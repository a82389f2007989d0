//! Tailer state machine (spec §3 `TailerState`, §9 "extract into a small
//! FSM"; grounded on `original_source/src/log_analyzer.py`'s
//! `detect_mode_change`/`reset_state`).
//!
//! Transitions are pure functions returning the events that must be emitted
//! on the bus as a side effect of the caller — this module never touches
//! the bus itself, so every transition is unit-testable without file I/O.

/// Mutated only by the tailer task (spec §3 ownership note).
#[derive(Debug, Clone)]
pub struct TailerState {
    pub last_position: u64,
    pub username: String,
    pub current_shard: Option<String>,
    pub current_version: Option<String>,
    pub current_mode: Option<String>,
    pub in_ea_mode: bool,
    pub block_private_lobby_recording: bool,
}

impl TailerState {
    pub fn new(default_username: impl Into<String>) -> Self {
        Self {
            last_position: 0,
            username: default_username.into(),
            current_shard: None,
            current_version: None,
            current_mode: None,
            in_ea_mode: false,
            block_private_lobby_recording: false,
        }
    }
}

/// One outcome of feeding a line through the state machine: zero or more
/// bus-level events to emit, matching the spec's event namespace (§3).
#[derive(Debug, Clone, PartialEq)]
pub enum StateEvent {
    ModeChange { new_mode: Option<String>, old_mode: Option<String> },
    ShardVersionUpdate { shard: Option<String>, version: Option<String>, username: String, mode: Option<String> },
    UsernameChange { new_username: String, old_username: String },
    RealtimeDisconnect,
}

impl TailerState {
    /// Truncation / new-file reset (spec §4.3 "State reset").
    pub fn reset(&mut self, default_username: impl Into<String>) -> Vec<StateEvent> {
        let prior_mode = self.current_mode.take();
        let prior_username = std::mem::replace(&mut self.username, default_username.into());
        self.current_shard = None;
        self.current_version = None;
        self.in_ea_mode = false;
        self.block_private_lobby_recording = false;
        self.last_position = 0;

        vec![
            StateEvent::ModeChange { new_mode: None, old_mode: prior_mode },
            StateEvent::ShardVersionUpdate {
                shard: None,
                version: None,
                username: self.username.clone(),
                mode: None,
            },
            StateEvent::UsernameChange { new_username: self.username.clone(), old_username: prior_username },
            StateEvent::RealtimeDisconnect,
        ]
    }

    /// "Context Establisher Done" (spec §4.3 special state pattern).
    pub fn enter_mode(&mut self, new_mode: impl Into<String>, nickname: Option<String>) -> Vec<StateEvent> {
        let new_mode = new_mode.into();
        if let Some(nick) = nickname {
            self.username = nick;
        }

        if Some(&new_mode) == self.current_mode.as_ref() {
            return Vec::new();
        }
        let old_mode = self.current_mode.replace(new_mode.clone());

        if new_mode != "SC_Default" {
            self.current_shard = None;
        }
        self.in_ea_mode = new_mode.starts_with("EA_");
        if new_mode.starts_with("SC_") {
            self.block_private_lobby_recording = false;
        }

        vec![
            StateEvent::ModeChange { new_mode: Some(new_mode), old_mode },
            StateEvent::ShardVersionUpdate {
                shard: self.current_shard.clone(),
                version: self.current_version.clone(),
                username: self.username.clone(),
                mode: self.current_mode.clone(),
            },
        ]
    }

    /// "Channel Disconnected" matching the current mode (spec §4.3).
    /// Returns `None` (no events) when suppressed by EA-mode exit suppression.
    pub fn exit_mode(&mut self, gamerules: &str) -> Option<Vec<StateEvent>> {
        if self.current_mode.as_deref() != Some(gamerules) {
            return None;
        }
        if self.in_ea_mode && self.current_mode.as_deref().is_some_and(|m| m.starts_with("EA_")) {
            return None;
        }

        let old_mode = self.current_mode.take();
        self.in_ea_mode = false;

        Some(vec![
            StateEvent::ModeChange { new_mode: None, old_mode },
            StateEvent::ShardVersionUpdate {
                shard: self.current_shard.clone(),
                version: self.current_version.clone(),
                username: self.username.clone(),
                mode: None,
            },
        ])
    }

    /// "ReuseChannel" server endpoint (spec §4.3: version-only update).
    pub fn update_server_version(&mut self, new_version: impl Into<String>) -> Option<Vec<StateEvent>> {
        let new_version = new_version.into();
        if self.current_version.as_deref() == Some(new_version.as_str()) {
            return None;
        }
        self.current_version = Some(new_version);
        Some(vec![StateEvent::ShardVersionUpdate {
            shard: self.current_shard.clone(),
            version: self.current_version.clone(),
            username: self.username.clone(),
            mode: self.current_mode.clone(),
        }])
    }

    /// QR-based shard/version recovery (spec §4.3).
    pub fn update_shard_version_from_qr(&mut self, shard: impl Into<String>, version: impl Into<String>) -> Option<Vec<StateEvent>> {
        let shard = shard.into();
        let version = version.into();
        if self.current_shard.as_deref() == Some(shard.as_str()) && self.current_version.as_deref() == Some(version.as_str()) {
            return None;
        }
        self.current_shard = Some(shard);
        self.current_version = Some(version);
        Some(vec![StateEvent::ShardVersionUpdate {
            shard: self.current_shard.clone(),
            version: self.current_version.clone(),
            username: self.username.clone(),
            mode: self.current_mode.clone(),
        }])
    }

    /// "EALobby NotifyServiceRequestResponse" (spec §4.3).
    pub fn update_lobby_block(&mut self, mode: &str, network: &str) {
        if !mode.starts_with("EA_") {
            return;
        }
        match network {
            "Custom" => self.block_private_lobby_recording = true,
            "Online" => self.block_private_lobby_recording = false,
            _ => {}
        }
    }

    /// PTU gating (spec §4.3/§8): true iff dispatch/broadcast must be dropped.
    pub fn is_ptu(&self) -> bool {
        self.current_version
            .as_deref()
            .is_some_and(|v| v.to_ascii_lowercase().starts_with("ptu"))
    }
}

#[cfg(test)]
mod tests {
    use super::*;

    #[test]
    fn reset_clears_state_and_emits_full_burst() {
        let mut state = TailerState::new("default");
        state.current_mode = Some("SC_Default".into());
        state.current_shard = Some("ABC".into());
        state.username = "Alice".into();

        let events = state.reset("default");
        assert_eq!(events.len(), 4);
        assert_eq!(state.current_mode, None);
        assert_eq!(state.current_shard, None);
        assert_eq!(state.username, "default");
        assert!(matches!(&events[0], StateEvent::ModeChange { new_mode: None, old_mode: Some(m) } if m == "SC_Default"));
        assert!(matches!(&events[3], StateEvent::RealtimeDisconnect));
    }

    #[test]
    fn enter_mode_clears_shard_unless_sc_default() {
        let mut state = TailerState::new("default");
        state.current_shard = Some("ABC".into());
        state.enter_mode("SC_Frontend", None);
        assert_eq!(state.current_shard, None);

        let mut state2 = TailerState::new("default");
        state2.current_shard = Some("ABC".into());
        state2.enter_mode("SC_Default", None);
        assert_eq!(state2.current_shard, Some("ABC".into()));
    }

    #[test]
    fn enter_mode_detects_ea_prefix() {
        let mut state = TailerState::new("default");
        let events = state.enter_mode("EA_SquadronBattle", None);
        assert!(state.in_ea_mode);
        assert_eq!(events.len(), 2);
    }

    #[test]
    fn enter_mode_clears_private_lobby_block_on_sc_mode() {
        let mut state = TailerState::new("default");
        state.block_private_lobby_recording = true;
        state.enter_mode("SC_Default", None);
        assert!(!state.block_private_lobby_recording);
    }

    #[test]
    fn exit_mode_suppressed_inside_ea_mode() {
        let mut state = TailerState::new("default");
        state.enter_mode("EA_SquadronBattle", None);
        assert!(state.exit_mode("EA_SquadronBattle").is_none());
        assert_eq!(state.current_mode, Some("EA_SquadronBattle".into()));
    }

    #[test]
    fn exit_mode_fires_for_non_ea_mode() {
        let mut state = TailerState::new("default");
        state.enter_mode("SC_Default", None);
        let events = state.exit_mode("SC_Default").unwrap();
        assert_eq!(events.len(), 2);
        assert_eq!(state.current_mode, None);
    }

    #[test]
    fn exit_mode_ignored_for_mismatched_gamerules() {
        let mut state = TailerState::new("default");
        state.enter_mode("SC_Default", None);
        assert!(state.exit_mode("SC_Frontend").is_none());
    }

    #[test]
    fn lobby_block_tracks_network_state_only_in_ea_modes() {
        let mut state = TailerState::new("default");
        state.update_lobby_block("EA_SquadronBattle", "Custom");
        assert!(state.block_private_lobby_recording);
        state.update_lobby_block("EA_SquadronBattle", "Online");
        assert!(!state.block_private_lobby_recording);
        state.update_lobby_block("SC_Default", "Custom");
        assert!(!state.block_private_lobby_recording, "non-EA mode must not set the block");
    }

    #[test]
    fn ptu_gate_is_case_insensitive_prefix() {
        let mut state = TailerState::new("default");
        state.current_version = Some("PTU-1.2.3".into());
        assert!(state.is_ptu());
        state.current_version = Some("4.5 LIVE".into());
        assert!(!state.is_ptu());
    }

    #[test]
    fn qr_update_is_noop_when_unchanged() {
        let mut state = TailerState::new("default");
        assert!(state.update_shard_version_from_qr("ABC123", "4.5").is_some());
        assert!(state.update_shard_version_from_qr("ABC123", "4.5").is_none());
    }
}
//! The `Message` and event-name data model carried on the [`crate::bus::MessageBus`].
//!
//! Grounded on `spec.md` §3. `Message` is the pub/sub payload; `Event` is the
//! distinct named-channel emission. They are intentionally not unified into
//! one enum — the bus treats them as two separate tables (spec §4.2).

use std::collections::HashMap;
use std::time::SystemTime;

use serde::{Deserialize, Serialize};

/// Total ordering matches the spec: DEBUG < INFO < WARNING < ERROR < CRITICAL.
#[derive(Debug, Clone, Copy, PartialEq, Eq, PartialOrd, Ord, Hash, Serialize, Deserialize)]
#[serde(rename_all = "UPPERCASE")]
pub enum MessageLevel {
    Debug,
    Info,
    Warning,
    Error,
    Critical,
}

impl Default for MessageLevel {
    fn default() -> Self {
        MessageLevel::Info
    }
}

impl std::fmt::Display for MessageLevel {
    fn fmt(&self, f: &mut std::fmt::Formatter<'_>) -> std::fmt::Result {
        let s = match self {
            MessageLevel::Debug => "DEBUG",
            MessageLevel::Info => "INFO",
            MessageLevel::Warning => "WARNING",
            MessageLevel::Error => "ERROR",
            MessageLevel::Critical => "CRITICAL",
        };
        f.write_str(s)
    }
}

/// Free-form metadata carried on a [`Message`].
pub type Metadata = HashMap<String, serde_json::Value>;

/// The unit carried on the bus (spec §3).
///
/// Invariant: `timestamp` is non-empty; `level` is always assigned (enforced
/// by the builder in [`MessageBuilder`], which is the only public way to
/// construct one outside this crate).
#[derive(Debug, Clone, Serialize, Deserialize)]
pub struct Message {
    pub content: String,
    /// Source-provided timestamp (log time), or creation time if absent.
    pub timestamp: String,
    /// Monotonic wall time when this message was constructed.
    #[serde(skip, default = "SystemTime::now")]
    pub creation_time: SystemTime,
    pub level: MessageLevel,
    pub pattern_name: Option<String>,
    #[serde(default)]
    pub metadata: Metadata,
}

impl Message {
    /// Start building a message. `content` and `creation_time` are fixed;
    /// everything else defaults per spec §3 and can be overridden.
    pub fn builder(content: impl Into<String>) -> MessageBuilder {
        MessageBuilder::new(content)
    }
}

pub struct MessageBuilder {
    content: String,
    timestamp: Option<String>,
    level: MessageLevel,
    pattern_name: Option<String>,
    metadata: Metadata,
}

impl MessageBuilder {
    fn new(content: impl Into<String>) -> Self {
        Self {
            content: content.into(),
            timestamp: None,
            level: MessageLevel::Info,
            pattern_name: None,
            metadata: Metadata::new(),
        }
    }

    pub fn timestamp(mut self, timestamp: impl Into<String>) -> Self {
        self.timestamp = Some(timestamp.into());
        self
    }

    pub fn level(mut self, level: MessageLevel) -> Self {
        self.level = level;
        self
    }

    pub fn pattern_name(mut self, pattern_name: impl Into<String>) -> Self {
        self.pattern_name = Some(pattern_name.into());
        self
    }

    pub fn metadata(mut self, metadata: Metadata) -> Self {
        self.metadata = metadata;
        self
    }

    pub fn metadata_entry(mut self, key: impl Into<String>, value: impl Into<serde_json::Value>) -> Self {
        self.metadata.insert(key.into(), value.into());
        self
    }

    pub fn build(self) -> Message {
        let creation_time = SystemTime::now();
        let timestamp = self.timestamp.unwrap_or_else(|| humantime_rfc3339(creation_time));
        Message {
            content: self.content,
            timestamp,
            creation_time,
            level: self.level,
            pattern_name: self.pattern_name,
            metadata: self.metadata,
        }
    }
}

fn humantime_rfc3339(t: SystemTime) -> String {
    let datetime: chrono::DateTime<chrono::Utc> = t.into();
    datetime.to_rfc3339()
}

/// A named-event emission: `(name, args, kwargs)`, a distinct namespace from
/// [`Message`] (spec §3). `args` is ordered, `kwargs` is the free-form
/// remainder.
#[derive(Debug, Clone, Serialize, Deserialize, Default)]
pub struct EventArgs {
    pub args: Vec<serde_json::Value>,
    pub kwargs: HashMap<String, serde_json::Value>,
}

impl EventArgs {
    pub fn new() -> Self {
        Self::default()
    }

    pub fn with_args(args: Vec<serde_json::Value>) -> Self {
        Self {
            args,
            kwargs: HashMap::new(),
        }
    }
}

#[cfg(test)]
mod tests {
    use super::*;

    #[test]
    fn level_ordering_matches_spec() {
        assert!(MessageLevel::Debug < MessageLevel::Info);
        assert!(MessageLevel::Info < MessageLevel::Warning);
        assert!(MessageLevel::Warning < MessageLevel::Error);
        assert!(MessageLevel::Error < MessageLevel::Critical);
    }

    #[test]
    fn builder_defaults_to_info_and_nonempty_timestamp() {
        let msg = Message::builder("hello").build();
        assert_eq!(msg.level, MessageLevel::Info);
        assert!(!msg.timestamp.is_empty());
        assert_eq!(msg.content, "hello");
        assert!(msg.pattern_name.is_none());
    }

    #[test]
    fn builder_honors_explicit_timestamp() {
        let msg = Message::builder("x").timestamp("2020-01-01T00:00:00Z").build();
        assert_eq!(msg.timestamp, "2020-01-01T00:00:00Z");
    }
}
******
▸ Aim of the exercise
Take the word "must" and find each line of the material that contains it. Copy those lines.

▸ Solution below
//! Transitions are pure functions returning the events that must be emitted
    /// PTU gating (spec §4.3/§8): true iff dispatch/broadcast must be dropped.
        assert!(!state.block_private_lobby_recording, "non-EA mode must not set the block");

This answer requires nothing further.